== Task instructions ==
Pull each line holding "LexError" out of the entries below.

== Extracted entries ==
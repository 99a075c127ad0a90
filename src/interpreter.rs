//! The interpreter driver.

use std::{cell::RefCell, future::Future, rc::Rc};

use compact_str::CompactString;
use log::debug;
use thiserror::Error;

use crate::{
    compiler::{self, error::CompileError},
    context::{ContextKind, Linkage, OperationContext},
    errors::{Error, RuntimeError, RuntimeErrorKind, Signal},
    libs,
    objects::{CallbackInner, Handle, IntoValue, Map, MapInner, Value},
    operation::{Program, call_function_as},
};

/// Interpreter settings.
#[derive(Debug, Clone, PartialEq, Eq)]
pub struct Options {
    /// How deep script function calls may nest.
    pub max_call_depth: usize,
}

impl Default for Options {
    fn default() -> Self {
        Options {
            max_call_depth: 128,
        }
    }
}

impl Options {
    pub fn new() -> Self {
        Options::default()
    }

    #[must_use]
    pub fn max_call_depth(mut self, depth: usize) -> Self {
        self.max_call_depth = depth;
        self
    }
}

/// How a run ended, when it did not fail.
#[derive(Debug, Clone)]
pub enum Completion {
    /// The chunk ran to its end or returned at top level.
    Done(Value),
    /// The program called `exit`.
    Exit(String),
    /// A nested session must take over.
    NewShell(Handle),
}

/// A failure of [`Interpreter::run_source`].
#[derive(Error, Debug, Clone)]
pub enum RunError {
    #[error(transparent)]
    Compile(#[from] CompileError),
    #[error(transparent)]
    Runtime(#[from] RuntimeError),
}

/// Compiles and runs GreyScript chunks against a capability table.
///
/// The table starts with the intrinsics of [`libs`]; the host adds its own
/// capabilities with [`register`](Self::register) before running anything.
#[derive(Debug)]
pub struct Interpreter {
    api: Map,
    options: Rc<Options>,
    /// The global context of the latest run, used to call back into script
    /// functions.
    global: RefCell<Option<Rc<OperationContext>>>,
}

impl Default for Interpreter {
    fn default() -> Self {
        Interpreter::new()
    }
}

impl Interpreter {
    pub fn new() -> Self {
        Interpreter::with_options(Options::default())
    }

    pub fn with_options(options: Options) -> Self {
        let api = Rc::new(MapInner::new());
        libs::load_libs(&api);
        Interpreter {
            api,
            options: Rc::new(options),
            global: RefCell::new(None),
        }
    }

    pub fn options(&self) -> &Options {
        &self.options
    }

    /// The capability table.
    pub fn api(&self) -> &Map {
        &self.api
    }

    /// Binds a capability.
    pub fn register(&self, name: impl Into<CompactString>, value: impl IntoValue) {
        self.api.insert(name, value.into_value());
    }

    /// Binds a synchronous host function.
    pub fn register_callback<F>(&self, name: &str, function: F)
    where
        F: Fn(Vec<Value>) -> Result<Value, Error> + 'static,
    {
        self.register(name, CallbackInner::from_fn(name, function));
    }

    /// Binds a host function that suspends the script until its future
    /// resolves.
    pub fn register_async<F, Fut>(&self, name: &str, function: F)
    where
        F: Fn(Vec<Value>) -> Fut + 'static,
        Fut: Future<Output = Result<Value, Error>> + 'static,
    {
        self.register(name, CallbackInner::from_async(name, function));
    }

    pub fn compile(&self, input: &str) -> Result<Program, CompileError> {
        compiler::compile(input)
    }

    fn new_global(&self) -> Rc<OperationContext> {
        OperationContext::api(&self.api, Rc::clone(&self.options))
            .fork(ContextKind::Global, Linkage::Default)
    }

    /// Runs a compiled chunk. `params` is bound as the `params` list.
    ///
    /// Exit and new-shell signals end the run normally; only runtime errors
    /// are failures.
    pub async fn run(&self, program: &Program, params: Vec<Value>) -> Result<Completion, RuntimeError> {
        let global = self.new_global();
        global.set("params", Value::from(params));
        if let Some(previous) = self.global.replace(Some(Rc::clone(&global))) {
            retire(previous);
        }

        let outcome = program.body.run(&global).await;
        let value = global
            .function_state
            .as_ref()
            .map(|state| state.take_value())
            .unwrap_or_default();
        global.frames.collect();

        match outcome {
            Ok(()) => Ok(Completion::Done(value)),
            Err(Error::Signal(Signal::Exit(message))) => {
                debug!("exit signal: {message}");
                Ok(Completion::Exit(message))
            }
            Err(Error::Signal(Signal::NewShell(handle))) => {
                debug!("new shell signal: {handle}");
                Ok(Completion::NewShell(handle))
            }
            Err(Error::Runtime(e)) => Err(e),
        }
    }

    /// Compiles and runs `input`.
    pub async fn run_source(&self, input: &str, params: Vec<Value>) -> Result<Completion, RunError> {
        let program = self.compile(input)?;
        Ok(self.run(&program, params).await?)
    }

    /// Calls a script function value from the host, in a CALL context.
    ///
    /// Free names resolve against the globals of the latest run.
    pub async fn call_function(&self, function: &Value, args: Vec<Value>) -> Result<Value, Error> {
        let Value::Function(function) = function else {
            return Err(RuntimeErrorKind::NotCallable(function.value_type()).into());
        };
        let caller = self
            .global
            .borrow()
            .clone()
            .unwrap_or_else(|| self.new_global());
        let result = call_function_as(&caller, function, None, args, ContextKind::Call).await;
        caller.frames.collect_if_due();
        result
    }

    /// Calls the function bound to `name` in the globals of the latest run.
    pub async fn call(&self, name: &str, args: Vec<Value>) -> Result<Value, Error> {
        let caller = self
            .global
            .borrow()
            .clone()
            .unwrap_or_else(|| self.new_global());
        let function = caller.get_callable(name)?;
        let result = call_function_as(&caller, &function, None, args, ContextKind::Call).await;
        caller.frames.collect_if_due();
        result
    }

    /// Frees the frames of the latest run that only its own garbage still
    /// refers to.
    pub fn collect(&self) -> usize {
        self.global
            .borrow()
            .as_ref()
            .map_or(0, |global| global.frames.collect())
    }
}

impl Drop for Interpreter {
    fn drop(&mut self) {
        if let Some(global) = self.global.get_mut().take() {
            retire(global);
        }
    }
}

/// Drops the global context of a finished run and frees the frames only it
/// kept reachable.
fn retire(global: Rc<OperationContext>) {
    let frames = Rc::clone(&global.frames);
    drop(global);
    frames.collect();
}
//! The lexer.

use std::str::Chars;

use text_size::{TextRange, TextSize};

use crate::utils::Location;

use super::{
    error::LexError,
    token::{Token, TokenKind},
};

/// Peekable iterator over a char sequence.
///
/// Next characters can be peeked via `first` method,
/// and position can be shifted forward via `bump` method.
#[derive(Clone)]
struct Cursor<'a> {
    /// The input string.
    input: &'a str,
    /// Iterator over chars. Slightly faster than a &str.
    chars: Chars<'a>,
    lineno: u32,
    column: u32,
    finished: bool,
}

const EOF_CHAR: char = '\0';

impl<'a> Cursor<'a> {
    fn new(input: &'a str) -> Cursor<'a> {
        Cursor {
            input,
            chars: input.chars(),
            lineno: 1,
            column: 1,
            finished: false,
        }
    }

    /// Peeks the next symbol from the input stream without consuming it.
    /// If requested position doesn't exist, `EOF_CHAR` is returned.
    /// However, getting `EOF_CHAR` doesn't always mean actual end of file,
    /// it should be checked with `is_eof` method.
    fn first(&self) -> char {
        // `.next()` optimizes better than `.nth(0)`
        self.chars.clone().next().unwrap_or(EOF_CHAR)
    }

    /// Peeks the second symbol from the input stream without consuming it.
    fn second(&self) -> char {
        // `.next()` optimizes better than `.nth(1)`
        let mut iter = self.chars.clone();
        iter.next();
        iter.next().unwrap_or(EOF_CHAR)
    }

    /// Checks if there is nothing more to consume.
    fn is_eof(&self) -> bool {
        self.chars.as_str().is_empty()
    }

    /// Returns position of cursor.
    fn pos(&self) -> TextSize {
        TextSize::try_from(self.input.len() - self.chars.as_str().len()).unwrap_or_default()
    }

    /// Returns location of cursor.
    fn location(&self) -> Location {
        Location {
            lineno: self.lineno,
            column: self.column,
            offset: self.pos().into(),
        }
    }

    /// Moves to the next character.
    fn bump(&mut self) -> Option<char> {
        let c = self.chars.next()?;
        if c == '\n' {
            self.lineno += 1;
            self.column = 1;
        } else {
            self.column += 1;
        }
        Some(c)
    }

    /// Eats `c` if it matches.
    fn eat(&mut self, c: char) -> bool {
        if self.first() == c {
            self.bump();
            true
        } else {
            false
        }
    }

    /// Eats symbols while predicate returns true or until the end of file is reached.
    fn eat_while(&mut self, mut predicate: impl FnMut(char) -> bool) {
        while predicate(self.first()) && !self.is_eof() {
            self.bump();
        }
    }
}

/// Creates an iterator that produces tokens from the input string.
///
/// The last item is always a token of kind [`TokenKind::Eof`]. Calling this
/// again with the same input restarts from the beginning.
pub fn tokenize(input: &str) -> impl Iterator<Item = Result<Token, LexError>> + '_ {
    let mut cursor = Cursor::new(input);
    std::iter::from_fn(move || {
        if cursor.finished {
            return None;
        }
        let token = cursor.advance_token();
        if matches!(token, Ok(Token { kind: TokenKind::Eof, .. })) {
            cursor.finished = true;
        }
        Some(token)
    })
}

/// True if `c` is considered a whitespace. Line feeds are statement separators
/// and therefore not whitespace.
pub fn is_whitespace(c: char) -> bool {
    matches!(
        c,
        // Usual ASCII suspects
        '\u{0009}'   // \t
        | '\u{000B}' // vertical tab
        | '\u{000C}' // form feed
        | '\u{000D}' // \r
        | '\u{0020}' // space

        // NO-BREAK SPACE
        | '\u{00A0}'

        // Bidi markers
        | '\u{200E}' // LEFT-TO-RIGHT MARK
        | '\u{200F}' // RIGHT-TO-LEFT MARK

        // BYTE ORDER MARK
        | '\u{FEFF}'
    )
}

/// True if `c` is an end of line.
pub fn is_eol(c: char) -> bool {
    matches!(c, '\n' | ';' | '\u{2028}' | '\u{2029}')
}

/// True if `c` is valid as a first character of an identifier.
pub fn is_id_start(c: char) -> bool {
    // This is XID_Start OR '_' (which formally is not a XID_Start).
    c == '_' || unicode_ident::is_xid_start(c)
}

/// True if `c` is valid as a non-first character of an identifier.
pub fn is_id_continue(c: char) -> bool {
    unicode_ident::is_xid_continue(c)
}

/// The passed string is lexically an identifier and not a keyword.
pub fn is_ident(string: &str) -> bool {
    let mut chars = string.chars();
    if let Some(start) = chars.next() {
        is_id_start(start) && chars.all(is_id_continue) && TokenKind::keyword(string).is_none()
    } else {
        false
    }
}

impl Cursor<'_> {
    /// Parses a token from the input string.
    fn advance_token(&mut self) -> Result<Token, LexError> {
        self.eat_while(is_whitespace);
        let start = self.pos();
        let location = self.location();
        let Some(first_char) = self.bump() else {
            return Ok(Token::new(
                TokenKind::Eof,
                TextRange::empty(start),
                location,
            ));
        };
        let token_kind = match first_char {
            // Div, DivAssign or comment.
            '/' => match self.first() {
                '/' => self.line_comment(start),
                '=' => {
                    self.bump();
                    TokenKind::DivAssign
                }
                _ => TokenKind::Div,
            },

            // Dot or a number starting with a dot.
            '.' if self.first().is_ascii_digit() => self.number(),
            '.' => TokenKind::Dot,

            // Identifier or keyword.
            c if is_id_start(c) => self.ident_or_keyword(start),

            // Numeric literal.
            '0'..='9' => self.number(),

            // String literal.
            '"' => self.string(location)?,

            // End of line.
            c if is_eol(c) => TokenKind::Eol,

            // Two-char tokens.
            '=' if self.eat('=') => TokenKind::Eq,
            '!' if self.eat('=') => TokenKind::NotEq,
            '<' if self.eat('=') => TokenKind::LtEq,
            '>' if self.eat('=') => TokenKind::GtEq,
            '+' if self.eat('=') => TokenKind::AddAssign,
            '-' if self.eat('=') => TokenKind::SubAssign,
            '*' if self.eat('=') => TokenKind::MulAssign,
            '%' if self.eat('=') => TokenKind::RemAssign,
            '^' if self.eat('=') => TokenKind::PowAssign,

            // One-symbol tokens.
            '=' => TokenKind::Assign,
            '<' => TokenKind::Lt,
            '>' => TokenKind::Gt,
            '+' => TokenKind::Add,
            '-' => TokenKind::Sub,
            '*' => TokenKind::Mul,
            '%' => TokenKind::Rem,
            '^' => TokenKind::Pow,
            ',' => TokenKind::Comma,
            ':' => TokenKind::Colon,
            '@' => TokenKind::At,
            '(' => TokenKind::OpenParen,
            ')' => TokenKind::CloseParen,
            '[' => TokenKind::OpenBracket,
            ']' => TokenKind::CloseBracket,
            '{' => TokenKind::OpenBrace,
            '}' => TokenKind::CloseBrace,

            // Unknown character.
            ch => return Err(LexError::InvalidCharacter { ch, location }),
        };
        Ok(Token::new(
            token_kind,
            TextRange::new(start, self.pos()),
            location,
        ))
    }

    fn line_comment(&mut self, start: TextSize) -> TokenKind {
        self.bump();
        self.eat_while(|c| c != '\n');
        let range = TextRange::new(start, self.pos());
        if self.input[range][2..].trim() == "debugger" {
            TokenKind::Debugger
        } else {
            TokenKind::Comment
        }
    }

    fn ident_or_keyword(&mut self, start: TextSize) -> TokenKind {
        self.eat_while(is_id_continue);
        let range = TextRange::new(start, self.pos());
        TokenKind::keyword(&self.input[range]).unwrap_or(TokenKind::Ident)
    }

    fn number(&mut self) -> TokenKind {
        self.eat_while(|c| c.is_ascii_digit());
        // Don't be greedy if this is actually a number followed by a member
        // access (`1.foo`).
        if self.first() == '.' && !is_id_start(self.second()) {
            self.bump();
            self.eat_while(|c| c.is_ascii_digit());
        }
        if matches!(self.first(), 'e' | 'E')
            && (self.second().is_ascii_digit() || matches!(self.second(), '+' | '-'))
        {
            self.bump();
            if matches!(self.first(), '+' | '-') {
                self.bump();
            }
            self.eat_while(|c| c.is_ascii_digit());
        }
        TokenKind::Number
    }

    fn string(&mut self, location: Location) -> Result<TokenKind, LexError> {
        while let Some(c) = self.bump() {
            if c == '"' {
                // `""` is an escaped quote.
                if !self.eat('"') {
                    return Ok(TokenKind::Str);
                }
            }
        }
        Err(LexError::UnterminatedString { location })
    }
}

#[cfg(test)]
mod tests {
    use super::*;

    fn kinds(input: &str) -> Vec<TokenKind> {
        tokenize(input)
            .map(|token| token.map(|token| token.kind))
            .collect::<Result<Vec<_>, _>>()
            .unwrap()
    }

    #[test]
    fn test_keywords() {
        assert_eq!(
            kinds("if x then end if"),
            vec![
                TokenKind::If,
                TokenKind::Ident,
                TokenKind::Then,
                TokenKind::End,
                TokenKind::If,
                TokenKind::Eof
            ]
        );
        assert_eq!(TokenKind::keyword("function"), Some(TokenKind::Function));
        assert_eq!(TokenKind::keyword("continue"), Some(TokenKind::Continue));
        assert_eq!(TokenKind::keyword("functions"), None);
        assert_eq!(TokenKind::keyword("self"), None);
        assert!(!is_ident("while"));
        assert!(is_ident("_while"));
    }

    #[test]
    fn test_number() {
        assert_eq!(kinds("12"), vec![TokenKind::Number, TokenKind::Eof]);
        assert_eq!(kinds("1.5"), vec![TokenKind::Number, TokenKind::Eof]);
        assert_eq!(kinds(".5"), vec![TokenKind::Number, TokenKind::Eof]);
        assert_eq!(kinds("1e10"), vec![TokenKind::Number, TokenKind::Eof]);
        assert_eq!(
            kinds("1.len"),
            vec![
                TokenKind::Number,
                TokenKind::Dot,
                TokenKind::Ident,
                TokenKind::Eof
            ]
        );
    }

    #[test]
    fn test_string() {
        let input = r#"x = "say ""hi""""#;
        let tokens = tokenize(input).collect::<Result<Vec<_>, _>>().unwrap();
        assert_eq!(tokens[2].kind, TokenKind::Str);
        assert_eq!(tokens[2].text(input), r#""say ""hi""""#);
    }

    #[test]
    fn test_eol_and_comments() {
        assert_eq!(
            kinds("a = 1; b = 2 // note\n// debugger\n"),
            vec![
                TokenKind::Ident,
                TokenKind::Assign,
                TokenKind::Number,
                TokenKind::Eol,
                TokenKind::Ident,
                TokenKind::Assign,
                TokenKind::Number,
                TokenKind::Comment,
                TokenKind::Eol,
                TokenKind::Debugger,
                TokenKind::Eol,
                TokenKind::Eof
            ]
        );
    }

    #[test]
    fn test_location() {
        let tokens = tokenize("a\n  bb")
            .collect::<Result<Vec<_>, _>>()
            .unwrap();
        assert_eq!(tokens[2].location.lineno, 2);
        assert_eq!(tokens[2].location.column, 3);
        assert_eq!(tokens[2].location.offset, 4);
    }

    #[test]
    fn test_errors() {
        let errors = tokenize("x = \"abc")
            .filter_map(Result::err)
            .collect::<Vec<_>>();
        assert!(matches!(
            errors.as_slice(),
            [LexError::UnterminatedString { .. }]
        ));
        let errors = tokenize("x = 1 # 2")
            .filter_map(Result::err)
            .collect::<Vec<_>>();
        assert!(matches!(
            errors.as_slice(),
            [LexError::InvalidCharacter { ch: '#', .. }]
        ));
    }

    #[test]
    fn test_restartable() {
        let input = "print(1)";
        let first = tokenize(input).collect::<Vec<_>>();
        let second = tokenize(input).collect::<Vec<_>>();
        assert_eq!(first, second);
    }
}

== Solved exercise ==
    error::LexError,
pub fn tokenize(input: &str) -> impl Iterator<Item = Result<Token, LexError>> + '_ {
    fn advance_token(&mut self) -> Result<Token, LexError> {
            ch => return Err(LexError::InvalidCharacter { ch, location }),
    fn string(&mut self, location: Location) -> Result<TokenKind, LexError> {
        Err(LexError::UnterminatedString { location })
            [LexError::UnterminatedString { .. }]
            [LexError::InvalidCharacter { ch: '#', .. }]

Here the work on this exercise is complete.